Kasich and GOP legislators should avoid Medicaid standoff


It’s good to hear that Ohio Gov. John Kasich is ready to fight for the expansion of Medicaid coverage for the state’s residents and that he is confident that he’ll win the battle.

Kasich told the Cincinnati Enquirer a few days ago that he believes providing broader Medicaid coverage is “a matter of life and death,” and that it is not a matter of if the expansion is going to happen, but when.

The certainty with which Kasich has been talking about the Medicaid expansion is somewhat surprising, given that he is taken on the Republican majority in the General Assembly, especially the House of Representatives. But it is no less surprising than his appearance earlier in the month at a pro-expansion rally at the Statehouse that was more Democratic than Republican in character and attendance (although the governor has the backing of the Chamber of Commerce on the issue as well).

Kasich’s support for expanding Medicaid coverage in Ohio under President Obama’s Affordable Care Act makes sense on every level except that of ideology.

The state has the opportunity to expand Medicaid coverage to families with incomes up to 138 percent of federal poverty level (about $15,400 per person or $23,050 for a family of four). That would extend Medicaid to about 300,000 men, women and children, and it would bring billions of federal dollars into Ohio each year — about $13 billion over seven years.

During the budget debate, Republican legislators said the state couldn’t afford to eventually pay its 10 percent share of the cost, yet they unilaterally suggested spending about $300 million in the two year biennial budget on a much more limited expansion of health care in the state. Why not leverage that money to bring billions more into the state to help hundreds of thousands of more people? The only answer is that Republican legislators want to make an anti-Obama, anti-federal government statement.

Costs vs. Benefits

But it will be the people of Ohio who will be paying for that statement in numerous ways.

Fewer people will receive treatment. Fewer doctors, hospitals, pharmacies and nursing homes will receive payments, and fewer employees of all of those entities will receive paychecks. And to the extent that some of those 300,000 uncovered Ohioans have to seek treatment for which they can’t pay at hospital emergency rooms, the costs will be passed along to other Ohioans and companies that provide health care coverage for their employees.
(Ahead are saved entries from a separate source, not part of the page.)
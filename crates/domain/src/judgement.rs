// Copyright (C) 2026 Fred Clausen
// Use of this source code is governed by an MIT-style
// license that can be found in the LICENSE file or at
// https://opensource.org/licenses/MIT.

use crate::error::{DomainError, JudgementField};
use crate::types::{ReviewRole, UserId};
use serde::{Deserialize, Serialize};
use std::collections::BTreeMap;

/// Labels of the answer scale used for reviewing questions and layout criteria.
///
/// A criterion answer is an index into this slice.
pub const REVIEWING_QUESTION_ANSWERS: [&str; 6] =
    ["None", "Very bad", "Bad", "Acceptable", "Very good", "Excellent"];

/// The verdict one role records on one contribution's latest review cycle.
///
/// Content (verdict, comments, answers) is write-locked while the judgement
/// is submitted. Only `toggle_submitted` can lift the lock.
#[derive(Debug, Clone, PartialEq, Eq, Serialize, Deserialize)]
pub struct Judgement {
    role: ReviewRole,
    verdict: Option<String>,
    comments: String,
    answers: BTreeMap<String, u8>,
    submitted: bool,
    author: Option<UserId>,
}

impl Judgement {
    /// Creates an empty, unsubmitted judgement for a role.
    #[must_use]
    pub const fn new(role: ReviewRole) -> Self {
        Self {
            role,
            verdict: None,
            comments: String::new(),
            answers: BTreeMap::new(),
            submitted: false,
            author: None,
        }
    }

    #[must_use]
    pub const fn role(&self) -> ReviewRole {
        self.role
    }

    #[must_use]
    pub fn verdict(&self) -> Option<&str> {
        self.verdict.as_deref()
    }

    #[must_use]
    pub fn comments(&self) -> &str {
        &self.comments
    }

    #[must_use]
    pub const fn is_submitted(&self) -> bool {
        self.submitted
    }

    #[must_use]
    pub const fn author(&self) -> Option<&UserId> {
        self.author.as_ref()
    }

    /// Returns the recorded answer index for a criterion.
    #[must_use]
    pub fn answer(&self, question: &str) -> Option<u8> {
        self.answers.get(question).copied()
    }

    const fn ensure_editable(&self, field: JudgementField) -> Result<(), DomainError> {
        if self.submitted {
            return Err(DomainError::JudgementSubmitted { field });
        }
        Ok(())
    }

    /// Records the verdict.
    ///
    /// # Arguments
    ///
    /// * `verdict` - The verdict to record
    /// * `states` - The verdicts the conference accepts
    ///
    /// # Errors
    ///
    /// Returns an error if the judgement is submitted or the verdict is not
    /// one of `states`.
    pub fn set_verdict(&mut self, verdict: &str, states: &[String]) -> Result<(), DomainError> {
        self.ensure_editable(JudgementField::Verdict)?;
        if !states.iter().any(|s| s == verdict) {
            return Err(DomainError::InvalidVerdict(verdict.to_string()));
        }
        self.verdict = Some(verdict.to_string());
        Ok(())
    }

    /// Replaces the comments.
    ///
    /// # Errors
    ///
    /// Returns an error if the judgement is submitted.
    pub fn set_comments(&mut self, comments: String) -> Result<(), DomainError> {
        self.ensure_editable(JudgementField::Comments)?;
        self.comments = comments;
        Ok(())
    }

    /// Records the answer to one criterion.
    ///
    /// # Arguments
    ///
    /// * `question` - The criterion being answered
    /// * `value` - Index into [`REVIEWING_QUESTION_ANSWERS`]
    /// * `questions` - The criteria this judgement may answer
    ///
    /// # Errors
    ///
    /// Returns an error if the judgement is submitted, the criterion is
    /// unknown, or the value is outside the answer scale.
    pub fn set_answer(
        &mut self,
        question: &str,
        value: i64,
        questions: &[String],
    ) -> Result<(), DomainError> {
        self.ensure_editable(JudgementField::Answers)?;
        if !questions.iter().any(|q| q == question) {
            return Err(DomainError::UnknownQuestion(question.to_string()));
        }
        let index: u8 = u8::try_from(value)
            .ok()
            .filter(|v| usize::from(*v) < REVIEWING_QUESTION_ANSWERS.len())
            .ok_or_else(|| DomainError::InvalidAnswer {
                question: question.to_string(),
                value,
            })?;
        self.answers.insert(question.to_string(), index);
        Ok(())
    }

    /// Flips the submitted flag and stamps the author.
    ///
    /// Returns the new submitted flag.
    ///
    /// # Errors
    ///
    /// Returns an error when submitting a judgement that has no verdict.
    /// Withdrawing never fails.
    pub fn toggle_submitted(&mut self, author: UserId) -> Result<bool, DomainError> {
        if !self.submitted && self.verdict.is_none() {
            return Err(DomainError::JudgementIncomplete { role: self.role });
        }
        self.submitted = !self.submitted;
        self.author = Some(author);
        Ok(self.submitted)
    }

    /// Renders the answers as `"<criterion> : <label>"`, in criterion order.
    ///
    /// Unanswered criteria are skipped.
    #[must_use]
    pub fn criteria_display(&self, questions: &[String]) -> Vec<String> {
        questions
            .iter()
            .filter_map(|q| {
                self.answers.get(q).map(|a| {
                    let label: &str = REVIEWING_QUESTION_ANSWERS
                        .get(usize::from(*a))
                        .copied()
                        .unwrap_or("None");
                    format!("{q} : {label}")
                })
            })
            .collect()
    }
}
//! Levenshtein edit distance.

/// Minimum number of single-character insertions, deletions and
/// substitutions turning `first` into `second`.
///
/// Uses one rolling column of `len(first) + 1` cells swept once per
/// character of `second`. Characters are compared as-is; callers fold case
/// beforehand if they want case-insensitive matching.
pub fn levenshtein(first: &str, second: &str) -> usize {
    let first: Vec<char> = first.chars().collect();
    let mut column: Vec<usize> = (0..=first.len()).collect();

    for (x, c2) in second.chars().enumerate() {
        let x = x + 1;
        column[0] = x;
        let mut last_diag = x - 1;
        for (y, &c1) in first.iter().enumerate() {
            let y = y + 1;
            let old_diag = column[y];
            let substitution = last_diag + usize::from(c1 != c2);
            column[y] = (column[y] + 1).min(column[y - 1] + 1).min(substitution);
            last_diag = old_diag;
        }
    }

    column[first.len()]
}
Kasich and GOP leaders in the House and Senate should be working out their differences in August so that legislation can be passed allowing the state to take advantage of the opportunity the Affordable Car Act provides.

Come September, if no agreement is reached, Kasich is going to have to begin playing hard ball or be seen as a Republican governor who couldn’t get his own party to work for the benefit of the state and its people.

Faced with a similar standoff, Arizona’s Republican governor, Jan Brewer, began vetoing Republican bills that came across her desk until the Legislature relented. She came out the winner, but neither Kasich nor General Assembly leaders in Ohio should want to see Ohio’s Medicaid standoff come to that.